The allometric data consist of measurements of trunk diameter at 1.3 m height or above buttresses, D (cm), tree height, H (m), and crown area, C (m2). We used a compilation of seven datasets collected in the BCI 50 ha plot and one dataset from old-growth forests on the adjacent Gigante peninsula (see Table S1 in Section S1 of the Supplement for further details). The datasets cover different size classes and combine measurements made with different, albeit standard, methods. Depending on the dataset and tree size, tree heights were measured with a telescoping pole (smaller trees only), with a laser rangefinder using the sine or tangent method (Larjavaara and Muller-Landau, 2013), or from the difference between a model obtained from photogrammetry (of the ground) and that obtained from airborne lidar (only fully sun-exposed trees). Crown areas were from ground-based measurements of crown radii or from delimiting fully sun-exposed crowns in high-resolution aerial photos. We included only species with at least five individual measurements of either H or C and those that have data for the three trait covariates (see below), which resulted in a pool of 162 species, including 9884 trees for height allometries and 2425 trees for crown area allometries.

## 2.3 Species traits

We considered three species-level covariates to assess whether functional traits can explain interspecific variability in allometric scaling: the structural trait of wood density and two demographically based indicators of shade tolerance. Species-specific wood density values (dry matter weight per unit of fresh volume; g cm−3) – technically wood specific gravity (Williamson and Wiemann, 2010) – were based on measurements taken in central Panama (Wright et al., 2010). The two shade-tolerance indicators were the rates of mean sapling diameter growth and of sapling mortality estimated by Condit et al. (2006) on BCI using the 5-year census data between 1982 and 2005. Sapling relative growth rates (% yr−1) were based on diameter increments for individuals between 10 and 49 mm in diameter at the initial census. Annual mortality rates (% yr−1) were also based on the monitoring of tagged individuals but included saplings with diameters between 10 and 99 mm (Condit et al., 2006). For both growth and mortality, the rates are weighted averages of means for each census interval, weighting by the number of records in a census interval.
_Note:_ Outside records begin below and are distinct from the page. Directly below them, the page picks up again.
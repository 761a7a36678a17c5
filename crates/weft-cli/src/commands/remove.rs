//! Remove command - delete eligible theme files from the store and disk

use std::path::Path;

use anyhow::Result;
use clap::Args;

use crate::commands::{build_engine, load_config, parse_glob, report_batch};
use crate::output::OutputFormat;

#[derive(Debug, Args)]
pub struct RemoveCommand {
    /// Restrict the removal to files matching this glob, e.g. 'assets/*'
    pub pattern: Option<String>,
}

impl RemoveCommand {
    pub async fn execute(&self, root: &Path, format: OutputFormat) -> Result<()> {
        let config = load_config(root)?;
        let engine = build_engine(root, &config)?;
        let glob = parse_glob(self.pattern.as_deref())?;

        let result = engine.remove(glob.as_ref()).await?;
        report_batch(format, "Removed", result.removed, &result);
        Ok(())
    }
}
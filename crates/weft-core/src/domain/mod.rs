//! Domain module - errors and validated newtypes

pub mod errors;
pub mod newtypes;
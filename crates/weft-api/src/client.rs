//! Theme store Asset API client
//!
//! Provides a typed HTTP client for the store's Asset API. Handles the
//! auth header, endpoint construction, JSON (de)serialization, and retry
//! on throttling and server errors.
//!
//! ## Usage
//!
//! ```rust,no_run
//! use weft_api::client::StoreClient;
//! use weft_core::config::ConfigBuilder;
//!
//! # async fn example() -> anyhow::Result<()> {
//! let config = ConfigBuilder::new()
//!     .store("somethingfancy.example.com")
//!     .access_token("tok")
//!     .theme_id("12345")
//!     .build();
//! let client = StoreClient::from_config(&config)?;
//! for asset in client.list_assets().await? {
//!     println!("{}", asset.key);
//! }
//! # Ok(())
//! # }
//! ```

use std::time::Duration;

use base64::Engine;
use reqwest::{header::HeaderMap, Client, Method, RequestBuilder, Response, StatusCode};
use serde::Deserialize;
use tracing::{debug, warn};
use weft_core::{
    config::Config,
    domain::newtypes::ThemeId,
    ports::theme_store::{AssetContent, RemoteAsset},
};

use crate::error::ApiError;

/// Header carrying the store access token.
const ACCESS_TOKEN_HEADER: &str = "X-Store-Access-Token";

/// Maximum number of retries for throttled or 5xx responses.
const MAX_RETRIES: u32 = 5;

/// Fallback delay when a 429 response carries no Retry-After header.
const DEFAULT_RETRY_AFTER: Duration = Duration::from_secs(2);

// ============================================================================
// Wire types
// ============================================================================

/// Response from `GET /themes/{id}/assets.json`
#[derive(Debug, Deserialize)]
struct AssetListResponse {
    assets: Vec<RemoteAsset>,
}

/// Response from `GET /themes/{id}/assets.json?asset[key]=...`
#[derive(Debug, Deserialize)]
struct AssetResponse {
    asset: AssetPayload,
}

/// A single asset as the wire carries it: text in `value`, binary in a
/// base64 `attachment`, never both.
#[derive(Debug, Deserialize)]
struct AssetPayload {
    #[allow(dead_code)]
    key: String,
    value: Option<String>,
    attachment: Option<String>,
}

// ============================================================================
// StoreClient
// ============================================================================

/// HTTP client for the theme store Asset API.
///
/// Wraps `reqwest::Client` with the access-token header and the
/// per-theme endpoint layout.
pub struct StoreClient {
    /// The underlying HTTP client
    client: Client,
    /// Base URL for API requests, e.g. `https://{store}/admin`
    base_url: String,
    /// Opaque store credential
    access_token: String,
    /// Theme the asset endpoints address
    theme_id: ThemeId,
}

impl StoreClient {
    /// Creates a client from a loaded configuration.
    ///
    /// # Errors
    /// Returns [`ApiError::MissingStore`] or [`ApiError::MissingThemeId`]
    /// when the configuration lacks the respective field.
    pub fn from_config(config: &Config) -> Result<Self, ApiError> {
        if config.store.trim().is_empty() {
            return Err(ApiError::MissingStore);
        }
        let theme_id = match &config.theme_id {
            Some(id) if !id.is_empty() => id.clone(),
            _ => return Err(ApiError::MissingThemeId),
        };
        Ok(Self::with_base_url(
            format!("https://{}/admin", config.store),
            &config.access_token,
            theme_id,
        ))
    }

    /// Creates a client with a custom base URL (useful for testing).
    pub fn with_base_url(
        base_url: impl Into<String>,
        access_token: impl Into<String>,
        theme_id: ThemeId,
    ) -> Self {
        Self {
            client: Client::new(),
            base_url: base_url.into(),
            access_token: access_token.into(),
            theme_id,
        }
    }

    /// The theme the client addresses.
    pub fn theme_id(&self) -> &ThemeId {
        &self.theme_id
    }

    /// Creates an authenticated request builder for the theme's asset
    /// collection endpoint.
    fn assets_request(&self, method: Method) -> RequestBuilder {
        let url = format!("{}/themes/{}/assets.json", self.base_url, self.theme_id);
        self.client
            .request(method, &url)
            .header(ACCESS_TOKEN_HEADER, &self.access_token)
    }

    /// Sends a request, retrying on 429 (honoring Retry-After) and on
    /// server errors with exponential backoff. Terminal non-2xx responses
    /// become [`ApiError::Status`].
    async fn send_with_retry<F>(&self, operation: &str, mut make: F) -> Result<Response, ApiError>
    where
        F: FnMut() -> RequestBuilder,
    {
        let mut attempt = 0u32;
        loop {
            let response = make().send().await?;
            let status = response.status();

            if status == StatusCode::TOO_MANY_REQUESTS && attempt < MAX_RETRIES {
                let delay = parse_retry_after(response.headers()).unwrap_or(DEFAULT_RETRY_AFTER);
                warn!(operation, attempt, delay_ms = delay.as_millis() as u64, "Throttled, retrying");
                tokio::time::sleep(delay).await;
                attempt += 1;
                continue;
            }

            if status.is_server_error() && attempt < MAX_RETRIES {
                let delay = Duration::from_secs(1 << attempt);
                warn!(
                    operation,
                    attempt,
                    status = status.as_u16(),
                    delay_secs = delay.as_secs(),
                    "Server error, retrying"
                );
                tokio::time::sleep(delay).await;
                attempt += 1;
                continue;
            }

            if !status.is_success() {
                let message = response.text().await.unwrap_or_default();
                return Err(ApiError::Status {
                    status: status.as_u16(),
                    message,
                });
            }

            return Ok(response);
        }
    }

    /// Lists all assets of the theme.
    pub async fn list_assets(&self) -> Result<Vec<RemoteAsset>, ApiError> {
        debug!(theme_id = %self.theme_id, "Listing theme assets");

        let response = self
            .send_with_retry("list_assets", || self.assets_request(Method::GET))
            .await?;
        let list: AssetListResponse = response.json().await?;

        debug!(count = list.assets.len(), "Asset listing complete");
        Ok(list.assets)
    }

    /// Fetches a single asset's content.
    ///
    /// The wire shape decides the variant: a `value` field yields
    /// [`AssetContent::Text`], an `attachment` field is base64-decoded to
    /// [`AssetContent::Binary`].
    pub async fn get_asset(&self, key: &str) -> Result<AssetContent, ApiError> {
        debug!(key, "Fetching asset");

        let response = self
            .send_with_retry("get_asset", || {
                self.assets_request(Method::GET).query(&[("asset[key]", key)])
            })
            .await?;
        let payload: AssetResponse = response.json().await?;

        match (payload.asset.value, payload.asset.attachment) {
            (Some(value), _) => Ok(AssetContent::Text(value)),
            (None, Some(attachment)) => {
                let bytes = base64::engine::general_purpose::STANDARD.decode(attachment)?;
                Ok(AssetContent::Binary(bytes))
            }
            (None, None) => Err(ApiError::MalformedAsset(key.to_string())),
        }
    }

    /// Creates or updates an asset.
    ///
    /// Text content is sent as a plain `value`, binary content base64
    /// encoded as an `attachment`.
    pub async fn put_asset(&self, key: &str, content: &AssetContent) -> Result<(), ApiError> {
        debug!(key, binary = content.is_binary(), bytes = content.len(), "Uploading asset");

        let body = match content {
            AssetContent::Text(value) => serde_json::json!({
                "asset": { "key": key, "value": value }
            }),
            AssetContent::Binary(data) => serde_json::json!({
                "asset": {
                    "key": key,
                    "attachment": base64::engine::general_purpose::STANDARD.encode(data),
                }
            }),
        };

        self.send_with_retry("put_asset", || {
            self.assets_request(Method::PUT).json(&body)
        })
        .await?;

        debug!(key, "Upload complete");
        Ok(())
    }

    /// Removes an asset from the theme.
    pub async fn delete_asset(&self, key: &str) -> Result<(), ApiError> {
        debug!(key, "Deleting asset");

        self.send_with_retry("delete_asset", || {
            self.assets_request(Method::DELETE)
                .query(&[("asset[key]", key)])
        })
        .await?;

        debug!(key, "Delete complete");
        Ok(())
    }
}

/// Parses a Retry-After header given in seconds (possibly fractional).
fn parse_retry_after(headers: &HeaderMap) -> Option<Duration> {
    let value = headers.get(reqwest::header::RETRY_AFTER)?.to_str().ok()?;
    let secs: f64 = value.trim().parse().ok()?;
    if secs >= 0.0 {
        Some(Duration::from_secs_f64(secs))
    } else {
        None
    }
}
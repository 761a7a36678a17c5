//! Open command - view the configured theme in a browser

use std::path::Path;

use anyhow::Result;
use clap::Args;
use tracing::warn;

use weft_core::preview::preview_url;

use crate::commands::load_config;
use crate::output::OutputFormat;

#[derive(Debug, Args)]
pub struct OpenCommand {
    /// Print the preview URL without launching a browser
    #[arg(long)]
    pub print: bool,
}

impl OpenCommand {
    pub async fn execute(&self, root: &Path, format: OutputFormat) -> Result<()> {
        let config = load_config(root)?;
        let url = preview_url(&config.store, config.theme_id.as_ref());

        format.emit_json(&serde_json::json!({ "url": url }));

        if self.print || format.is_json() {
            if !format.is_json() {
                println!("{url}");
            }
            return Ok(());
        }

        if let Err(e) = webbrowser::open(&url) {
            warn!(error = %e, "Could not launch a browser");
            format.failure(&format!("Could not open a browser: {e}"));
            format.detail(&url);
        } else {
            format.success(&format!("Opening {url}"));
        }

        Ok(())
    }
}
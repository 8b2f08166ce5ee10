//! Action executor: turns a [`Decision`] into calls against the hosting service.
//!
//! Execution is build-then-apply. [`plan_actions`] derives the ordered list of
//! [`Action`]s implied by a decision without touching the network, and
//! [`apply_decision`] runs that plan against a [`ChangeActions`] backend,
//! stopping at the first failure.

use serde::{Deserialize, Serialize};
use tracing::instrument;

use crate::domain::{
    ApplyError, AuthorIdentity, Decision, DecisionTag, Directive, PendingChange,
};
use crate::host::ChangeActions;
use crate::obs;

/// A single side effect against the hosting service.
#[derive(Debug, Clone, PartialEq, Eq, Serialize, Deserialize)]
#[serde(tag = "action", rename_all = "snake_case")]
pub enum Action {
    Comment { body: String },
    Merge,
    Close,
    RequestReviewer { reviewer: AuthorIdentity },
    OpenIssue { title: String, body: String },
}

impl Action {
    pub fn name(&self) -> &'static str {
        match self {
            Action::Comment { .. } => "comment",
            Action::Merge => "merge",
            Action::Close => "close",
            Action::RequestReviewer { .. } => "request_reviewer",
            Action::OpenIssue { .. } => "open_issue",
        }
    }
}

/// What was done for one change.
#[derive(Debug, Clone, PartialEq, Eq, Serialize)]
pub struct ApplyReport {
    pub actions: Vec<Action>,
    /// Number of the follow-up issue, when one was opened.
    pub opened_issue: Option<u64>,
}

/// Derive the ordered action plan for a decision.
///
/// Accept merges before commenting, so an unmergeable change is left
/// untouched and without an "accepted" comment. Every other decision
/// comments first: Reject then closes, and Hold / RequestInfo leave the
/// change open. The directive, if any, runs last.
pub fn plan_actions(change: &PendingChange, decision: &Decision) -> Vec<Action> {
    let comment = Action::Comment {
        body: decision.message().to_string(),
    };
    let mut plan = match decision.tag() {
        DecisionTag::Accept => vec![Action::Merge, comment],
        DecisionTag::Reject => vec![comment, Action::Close],
        DecisionTag::Hold | DecisionTag::RequestInfo => vec![comment],
    };

    match decision.directive() {
        Some(Directive::AssignReviewer { reviewer }) => plan.push(Action::RequestReviewer {
            reviewer: reviewer.clone(),
        }),
        Some(Directive::OpenIssue { title, body }) => plan.push(Action::OpenIssue {
            title: format!("{title} ({change})"),
            body: format!("{body}\n\nPending change: {change} \"{}\"", change.title),
        }),
        None => {}
    }

    plan
}

/// Apply a decision to `change`.
///
/// # Errors
///
/// Returns [`ApplyError`] naming the failed action and how many actions had
/// already completed. Earlier side effects are not rolled back.
#[instrument(
    skip(backend, change, decision),
    fields(change = change.number, tag = %decision.tag())
)]
pub async fn apply_decision(
    backend: &dyn ChangeActions,
    change: &PendingChange,
    decision: &Decision,
) -> Result<ApplyReport, ApplyError> {
    let plan = plan_actions(change, decision);
    let planned = plan.len();
    let mut opened_issue = None;

    for (completed, action) in plan.iter().enumerate() {
        let outcome = match action {
            Action::Comment { body } => backend.comment(change, body).await,
            Action::Merge => backend.merge(change).await,
            Action::Close => backend.close(change).await,
            Action::RequestReviewer { reviewer } => {
                backend.request_reviewer(change, reviewer).await
            }
            Action::OpenIssue { title, body } => backend
                .open_issue(title, body)
                .await
                .map(|number| opened_issue = Some(number)),
        };

        if let Err(source) = outcome {
            return Err(ApplyError {
                action: action.name().to_string(),
                completed,
                planned,
                source,
            });
        }
        obs::emit_action_applied(change.number, action.name());
    }

    Ok(ApplyReport {
        actions: plan,
        opened_issue,
    })
}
## 2.4 Statistical analyses

We adopted a hierarchical Bayesian (HB) approach to analyze allometric relationships of tree height and crown area with trunk diameter (Dietze et al., 2008; Price et al., 2009; Iida et al., 2011). The HB approach provides several advantages over classic analytical frameworks (Cressie et al., 2009; Gelman, 2014), starting with the easy accommodation of complex data structures and process models. In the current context, the HB framework allowed us to simultaneously estimate (i) community-level allometries that best represent an average species in the community, (ii) species-specific allometries that capture interspecific variation, and (iii) general relationships of species-specific allometric parameters to functional traits. The estimation of general relationships is improved by properly weighting species-specific estimates, whereas species-level estimates for rare species benefit from borrowing strength from the community-level relationship. The latter aspect reduces the negative impact of outlying observations and allows inference for data-poor species, of which there are many in hyperdiverse ecosystems like tropical forests. Another important advantage of the HB approach is that it can easily handle nonlinear models, allowing us to extend the analysis beyond power functions (which are typically fitted through linear regressions on log-transformed data; Mascaro et al., 2014) to other functional relationships. Finally, the HB approach allowed us to assess the relationships of functional traits to tree allometries by explicitly modeling species-specific allometric parameters as functions of species traits.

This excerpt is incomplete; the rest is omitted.